Cheery Robot Helps Kids Cope With Pain During Hospital Procedures

04/14/2015 12:15 pm ET | Updated May 07, 2015

A delightful-looking robot called "MEDi," or Medicine and Engineering Designing Intelligence, is being used to help make doctor's visits less painful -- literally.

The Alberta Children's Hospital in Canada purchased four of the MEDi robots earlier this year, CTV News reported. The bionic friends hang out with children in the waiting room and also accompany them during different procedures, according to RxRobots, the group that created MEDi.

The MEDis' purpose is to help children cope with pain and reduce their stress. The robots has produced real results. According to a study done at the hospital, kids who interact with a MEDi robot reportedly experience 50 percent less pain during medical procedures than those who do not, CTV reported.
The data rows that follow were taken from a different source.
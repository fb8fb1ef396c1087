use clap::Subcommand;

use super::subcommands::{AttendanceCommands, CrudCommands};

/// Top-level commands of the `roll` binary.
#[derive(Debug, Subcommand)]
pub enum Commands {
    /// Verify the configured credentials against the backend.
    Login,
    /// Sign out, dropping the current session.
    Logout,
    /// Show the signed-in user.
    Whoami,
    /// Recent announcements.
    Dashboard,
    /// Student records.
    Students {
        #[command(subcommand)]
        action: CrudCommands,
    },
    /// Staff accounts.
    Teachers {
        #[command(subcommand)]
        action: CrudCommands,
    },
    /// Community member records.
    Members {
        #[command(subcommand)]
        action: CrudCommands,
    },
    /// Student grade records.
    Grades {
        #[command(subcommand)]
        action: CrudCommands,
    },
    /// Announcements.
    Announcements {
        #[command(subcommand)]
        action: CrudCommands,
    },
    /// Daily attendance sheets.
    Attendance {
        #[command(subcommand)]
        action: AttendanceCommands,
    },
}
"Parents told us that when they left the hospital, their children said almost nothing about the needle and told everyone they could about the robot," Tanya Beran, founder and chief scientific officer at RxRobots, told CNBC of MEDi's success at the children's hospital.
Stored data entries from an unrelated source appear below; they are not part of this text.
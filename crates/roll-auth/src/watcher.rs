//! Background session refresh.

use std::ops::ControlFlow;
use std::sync::Arc;
use std::time::Duration;

use chrono::Utc;

use crate::EXPIRY_BUFFER_SECS;
use crate::service::AuthService;

/// How often the watcher re-checks the session.
const CHECK_INTERVAL: Duration = Duration::from_secs(60);

/// Spawn a task that refreshes the session whenever the cached token drifts
/// inside the expiry buffer. A refresh that fails signs the session out, so
/// an expired token never lingers past a tick. Stops once the session is
/// gone; the login flow spawns a fresh watcher.
pub fn spawn_expiry_watcher(service: Arc<AuthService>) -> tokio::task::JoinHandle<()> {
    tokio::spawn(async move {
        let mut ticker = tokio::time::interval(CHECK_INTERVAL);
        ticker.set_missed_tick_behavior(tokio::time::MissedTickBehavior::Delay);
        loop {
            ticker.tick().await;
            if check_session(&service).await.is_break() {
                return;
            }
        }
    })
}

/// One watcher tick: refresh a near-expiry session, sign out when the
/// refresh fails.
async fn check_session(service: &AuthService) -> ControlFlow<()> {
    let Some(me) = service.session().me() else {
        tracing::debug!("session gone, stopping expiry watcher");
        return ControlFlow::Break(());
    };
    if me.is_token_fresh(Utc::now(), EXPIRY_BUFFER_SECS) {
        return ControlFlow::Continue(());
    }
    tracing::info!("session near expiry, refreshing");
    if let Err(err) = service.fetch_me(true).await {
        tracing::warn!("session refresh failed, signing out: {err}");
        service.logout().await;
        return ControlFlow::Break(());
    }
    ControlFlow::Continue(())
}

#[cfg(test)]
mod tests {
    use roll_api::ApiClient;
    use roll_core::{Me, Role};

    use crate::session::SessionStore;

    use super::*;

    fn service() -> AuthService {
        // Port 9 (discard) refuses connections on test hosts.
        let client =
            ApiClient::new("http://127.0.0.1:9/api", Duration::from_secs(1)).expect("client");
        AuthService::new(Arc::new(client), SessionStore::new())
    }

    fn me_expiring_in(secs: i64) -> Me {
        Me {
            id: "t1".into(),
            role: Role::Admin,
            name: "王老師".into(),
            exp: (Utc::now() + chrono::TimeDelta::seconds(secs)).timestamp(),
        }
    }

    #[tokio::test]
    async fn fresh_session_passes_the_tick_untouched() {
        let svc = service();
        svc.session().set_me(Some(me_expiring_in(3600)));
        assert!(check_session(&svc).await.is_continue());
        assert!(svc.session().is_signed_in());
    }

    #[tokio::test]
    async fn failed_refresh_signs_the_session_out() {
        let svc = service();
        svc.session().set_me(Some(me_expiring_in(60)));
        // Refresh hits the dead port and fails; the tick must not leave
        // the expired session behind.
        assert!(check_session(&svc).await.is_break());
        assert!(!svc.session().is_signed_in());
        assert!(!svc.session().is_loading());
    }

    #[tokio::test]
    async fn missing_session_stops_the_watcher() {
        let svc = service();
        assert!(check_session(&svc).await.is_break());
    }
}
The two-foot-tall robots can ease patients' anxiety by telling stories or playing games with the kids. MEDi are also programmed to speak several different languages, and are equipped with facial recognition capabilities, Yahoo News reported. The robots can interact with the children during various types of procedures like blood tests or vaccinations, according to CNBC

Not only do the robots comfort the children, they make the kids more willing to work with medical staff.

"Our research showed that when children interacted with MEDi, they were more cooperative in the procedure," Beran told CNBC. "This means that the procedure is completed more quickly, resulting in greater health care efficiency."

Beran said that MEDis are also a hit with parents.

"Knowing that there is something out there that eases the stress, the anxiety and sometimes traumatic experiences, is great," Sheila Sousa, the mother of an 8-year-old patient, told CTV.